Гиасль запел, многозначительно подняв указательный палец:
Доктор Гудден и канцлер Бисмарк,Которого также великим зовут,На него украдкой напали сзадиИ подло его столкнули в пруд.Коварный канцлер! Не много честиТебе этот гнусный поступок принес.Врага не в открытом бою сразил ты,А в спину ему удар нанес.
Я смотрел, как Гиасль поет, как он открывает и закрывает рот. Я стоял перед ним, как стоял перед Гартингером, когда велел ему ловить ртом монеты, и чувствовал, что в глазах у меня вспыхивает враждебный огонек. «Голь перекатная, — думал я, — а туда же — петь! Все голодающие против власти». «Нравственный закон», — словно эхо прозвучали во мне слова отца. И гармонь Ксавера тоже против власти. Я сердито спросил:
— Так выходит, что он все-таки умер, твой король, с его двенадцатью конями?
— Король… Да ты, видно, и сам жандарм, а?!
— А ты — ты Гартингер, вот ты кто!
— Гартингер? Это еще что за штука?
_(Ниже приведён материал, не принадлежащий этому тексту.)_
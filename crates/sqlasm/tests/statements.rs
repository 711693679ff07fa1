use serde_json::json;
use sqlasm::{
    Ansi, AsmError, Builder, MySql, Op, Postgres, RenderOptions, Row, StatementKind, Value,
    placeholder,
};

#[test]
fn search_query_across_dialects() {
    fn search(b: &mut Builder) -> &mut Builder {
        b.table("app.users")
            .select(["id", "name"])
            .grouped(|b| b.like("name", "a%").or().is_null("name"))
            .and()
            .in_list("role", ["admin", "staff"])
            .desc("created_at")
            .limit(10)
            .offset(20)
    }

    let mut pg = Builder::new(Postgres);
    let stmt = search(&mut pg).for_select().unwrap();
    assert_eq!(
        stmt.sql(),
        r#"SELECT "id", "name" FROM "app"."users" WHERE ("name" LIKE $1 OR "name" IS NULL) AND "role" IN ($2, $3) ORDER BY created_at DESC LIMIT $4 OFFSET $5"#
    );

    let mut my = Builder::new(MySql);
    let stmt = search(&mut my).for_select().unwrap();
    assert_eq!(
        stmt.sql(),
        "SELECT `id`, `name` FROM `app`.`users` WHERE (`name` LIKE ? OR `name` IS NULL) AND `role` IN (?, ?) ORDER BY created_at DESC LIMIT ? OFFSET ?"
    );
    assert_eq!(
        stmt.params(),
        &[
            Value::from("a%"),
            Value::from("admin"),
            Value::from("staff"),
            Value::Int(10),
            Value::Int(20),
        ]
    );
}

#[test]
fn insert_rows_from_json() {
    let rows = vec![
        Row::from_json(json!({"name": "alice", "age": 30, "tags": ["a", "b"]})).unwrap(),
        Row::from_json(json!({"name": "bob", "age": null, "tags": []})).unwrap(),
    ];

    let mut b = Builder::new(Postgres);
    b.table("users");
    let stmt = b.for_insert(&rows).unwrap();

    assert_eq!(stmt.kind(), StatementKind::Insert);
    assert_eq!(
        stmt.sql(),
        r#"INSERT INTO "users"("name", "age", "tags") VALUES ($1, $2, $3), ($4, $5, $6)"#
    );
    assert_eq!(stmt.params()[1], Value::Int(30));
    assert_eq!(stmt.params()[2], Value::from(r#"["a","b"]"#));
    assert_eq!(stmt.params()[4], Value::Null);
}

#[test]
fn update_with_raw_expression_and_inlining() {
    let mut b = Builder::new(Ansi);
    b.table("accounts")
        .eq("id", 42)
        .and()
        .raw_bind("balance >= ?", [100])
        .inline_params(true);

    let row = Row::new()
        .set("balance", Value::raw("balance - 100"))
        .set("note", "it's paid");
    let stmt = b.for_update(&row).unwrap();

    assert!(stmt.is_inlined());
    assert_eq!(
        stmt.sql(),
        r#"UPDATE "accounts" SET "balance"=balance - 100, "note"='it''s paid' WHERE "id" = 42 AND balance >= 100"#
    );
}

#[test]
fn delete_with_named_predicates() {
    let mut b = Builder::new(Postgres);
    b.table("sessions");
    let expired = b.define("expired", "expires_at", Op::lt(Value::raw("NOW()")));
    let revoked = b.define("revoked", "revoked", Op::eq(true));
    b.predicate(&expired).or().predicate(&revoked);

    let stmt = b.for_delete().unwrap();
    assert_eq!(
        stmt.sql(),
        r#"DELETE FROM "sessions" WHERE "expires_at" < NOW() OR "revoked" = $1"#
    );
    assert_eq!(stmt.params(), &[Value::Bool(true)]);

    // Redefining a predicate changes every later render.
    b.define("revoked", "revoked_at", Op::is_not_null());
    assert_eq!(
        b.for_delete().unwrap().sql(),
        r#"DELETE FROM "sessions" WHERE "expires_at" < NOW() OR "revoked_at" IS NOT NULL"#
    );
}

#[test]
fn undefined_predicate_is_an_error() {
    let mut b = Builder::new(Ansi);
    b.table("t").predicate("missing");
    match b.for_select() {
        Err(AsmError::UnresolvedPredicate(id)) => assert_eq!(id.as_str(), "missing"),
        other => panic!("unexpected result: {other:?}"),
    }
}

#[test]
fn parameterized_output_matches_marker_count() {
    let mut b = Builder::new(Postgres);
    b.table("events")
        .between("at", "2024-01-01", "2024-12-31")
        .and()
        .not_in("kind", [1, 2])
        .and()
        .raw("payload::text <> '?'")
        .limit(50);
    b.renumber(false);

    let stmt = b.for_select().unwrap();
    assert_eq!(
        placeholder::count_markers(stmt.sql(), b.dialect()),
        stmt.params().len()
    );

    let (sql, params) = stmt.into_parts();
    assert_eq!(
        placeholder::renumber(&sql, &Postgres),
        r#"SELECT * FROM "events" WHERE "at" BETWEEN $1 AND $2 AND "kind" NOT IN ($3, $4) AND payload::text <> '?' LIMIT $5"#
    );
    assert_eq!(params.len(), 5);
}

#[test]
fn render_options_from_json_config() {
    let options: RenderOptions = serde_json::from_value(json!({"inline_params": true})).unwrap();
    assert!(options.renumber);
    assert!(options.inline_params);

    let mut b = Builder::new(MySql);
    b.table("t").eq("flag", false).options(options);
    assert_eq!(
        b.for_select().unwrap().sql(),
        "SELECT * FROM `t` WHERE `flag` = FALSE"
    );
}

#[test]
fn values_serialize_tagged() {
    let v = serde_json::to_value(Value::Int(5)).unwrap();
    assert_eq!(v, json!({"type": "int", "value": 5}));
    let back: Value = serde_json::from_value(json!({"type": "text", "value": "x"})).unwrap();
    assert_eq!(back, Value::from("x"));
}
Жандарм, жандарм!..
Я вытер лоб, словно Гиасль плюнул в него, и долго еще стоял с судорожно открытым ртом, а Гиасля давно и след простыл.
* * *Внизу, под нами, жила семья советника юстиции доктора Тухмана и фрейлейн Клерхен. Тухманские дети четырех и шести лет вечно цеплялись за юбку фрейлейн Клерхен и, как только я с ними заговаривал, прятались в складки этой юбки.
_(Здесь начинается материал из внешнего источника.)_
//! Rendered statements.

use crate::value::Value;
use std::fmt;

/// The kind of statement a generator produced.
#[derive(Debug, Clone, Copy, PartialEq, Eq)]
pub enum StatementKind {
    /// SELECT query
    Select,
    /// INSERT statement
    Insert,
    /// UPDATE statement
    Update,
    /// DELETE statement
    Delete,
}

impl StatementKind {
    /// Leading SQL keyword.
    pub fn as_str(&self) -> &'static str {
        match self {
            StatementKind::Select => "SELECT",
            StatementKind::Insert => "INSERT",
            StatementKind::Update => "UPDATE",
            StatementKind::Delete => "DELETE",
        }
    }
}

impl fmt::Display for StatementKind {
    fn fmt(&self, f: &mut fmt::Formatter<'_>) -> fmt::Result {
        f.write_str(self.as_str())
    }
}

/// SQL text plus its positional parameters.
///
/// When the statement was rendered with inlining enabled the parameters are
/// already part of [`Statement::sql`]; they are still kept here for logging
/// and inspection.
#[derive(Debug, Clone, PartialEq)]
#[must_use]
pub struct Statement {
    kind: StatementKind,
    sql: String,
    params: Vec<Value>,
    inlined: bool,
}

impl Statement {
    pub(crate) fn new(kind: StatementKind, sql: String, params: Vec<Value>, inlined: bool) -> Self {
        Self {
            kind,
            sql,
            params,
            inlined,
        }
    }

    /// Statement kind.
    pub fn kind(&self) -> StatementKind {
        self.kind
    }

    /// The SQL text.
    pub fn sql(&self) -> &str {
        &self.sql
    }

    /// Parameters in marker order.
    pub fn params(&self) -> &[Value] {
        &self.params
    }

    /// Whether the parameters were substituted into the SQL text.
    pub fn is_inlined(&self) -> bool {
        self.inlined
    }

    /// Split into SQL text and parameters.
    pub fn into_parts(self) -> (String, Vec<Value>) {
        (self.sql, self.params)
    }
}

impl fmt::Display for Statement {
    fn fmt(&self, f: &mut fmt::Formatter<'_>) -> fmt::Result {
        f.write_str(&self.sql)
    }
}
После обеда, от двух до четырех, родители спали. Никто не смел нарушить этот послеобеденный сон. От послеобеденного сна зависело, состоится ли велосипедная поездка на озеро, с остановкой в «Альпийской розе», где мы пили кофе, или же день закончится уныло.
Я всячески оберегал родительский сон. Снимал ботинки, чтобы не вспугнуть тишину, урезонивал капающий водопроводный кран и ссорился с окном, которое не желало угомониться и бессовестно скрипело.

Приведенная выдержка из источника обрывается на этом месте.